_Provided information_:
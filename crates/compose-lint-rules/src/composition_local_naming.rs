//! Rule requiring the `Local` prefix on CompositionLocals.
//!
//! # Suppression
//!
//! - `@Suppress("CompositionLocalNaming")` on the property or file
//! - `// compose-lint: allow(composition-local-naming)` comment

use compose_lint_core::kotlin::Property;
use compose_lint_core::syntax::{kinds, Node};
use compose_lint_core::{ConfigResolver, Emitter, Rule};

use crate::support::is_composition_local;

/// Rule code for composition-local-naming.
pub const CODE: &str = "CL003";

/// Rule name for composition-local-naming.
pub const NAME: &str = "composition-local-naming";

const MESSAGE: &str = "CompositionLocals should be named using the `Local` prefix as an adjective, \
followed by a descriptive noun.";

/// Flags CompositionLocals not named `LocalX`.
#[derive(Debug, Clone, Copy, Default)]
pub struct CompositionLocalNaming;

impl CompositionLocalNaming {
    /// Creates the rule.
    #[must_use]
    pub fn new() -> Self {
        Self
    }
}

impl Rule for CompositionLocalNaming {
    fn name(&self) -> &'static str {
        NAME
    }

    fn code(&self) -> &'static str {
        CODE
    }

    fn description(&self) -> &'static str {
        "CompositionLocals are named with a `Local` prefix"
    }

    fn visit_file(&self, file: Node<'_>, emitter: &mut dyn Emitter, _config: &ConfigResolver<'_>) {
        for property in file
            .find_descendants(kinds::PROPERTY_DECLARATION)
            .filter_map(Property::from_node)
            .filter(is_composition_local)
        {
            if property.name().is_some_and(|name| !name.starts_with("Local")) {
                emitter.report(property.node(), MESSAGE, false);
            }
        }
    }
}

_Aim of the task_: Every entry shown above should be transcribed without alteration.

_Response area_:
filename crates/compose-lint-rules/src/composition_local_naming.rs
//! Rule requiring the `Local` prefix on CompositionLocals.
//!
//! # Suppression
//!
//! - `@Suppress("CompositionLocalNaming")` on the property or file
//! - `// compose-lint: allow(composition-local-naming)` comment

use compose_lint_core::kotlin::Property;
use compose_lint_core::syntax::{kinds, Node};
use compose_lint_core::{ConfigResolver, Emitter, Rule};

use crate::support::is_composition_local;

/// Rule code for composition-local-naming.
pub const CODE: &str = "CL003";

/// Rule name for composition-local-naming.
pub const NAME: &str = "composition-local-naming";

const MESSAGE: &str = "CompositionLocals should be named using the `Local` prefix as an adjective, \
followed by a descriptive noun.";

/// Flags CompositionLocals not named `LocalX`.
#[derive(Debug, Clone, Copy, Default)]
pub struct CompositionLocalNaming;

impl CompositionLocalNaming {
    /// Creates the rule.
    #[must_use]
    pub fn new() -> Self {
        Self
    }
}

impl Rule for CompositionLocalNaming {
    fn name(&self) -> &'static str {
        NAME
    }

    fn code(&self) -> &'static str {
        CODE
    }

    fn description(&self) -> &'static str {
        "CompositionLocals are named with a `Local` prefix"
    }

    fn visit_file(&self, file: Node<'_>, emitter: &mut dyn Emitter, _config: &ConfigResolver<'_>) {
        for property in file
            .find_descendants(kinds::PROPERTY_DECLARATION)
            .filter_map(Property::from_node)
            .filter(is_composition_local)
        {
            if property.name().is_some_and(|name| !name.starts_with("Local")) {
                emitter.report(property.node(), MESSAGE, false);
            }
        }
    }
}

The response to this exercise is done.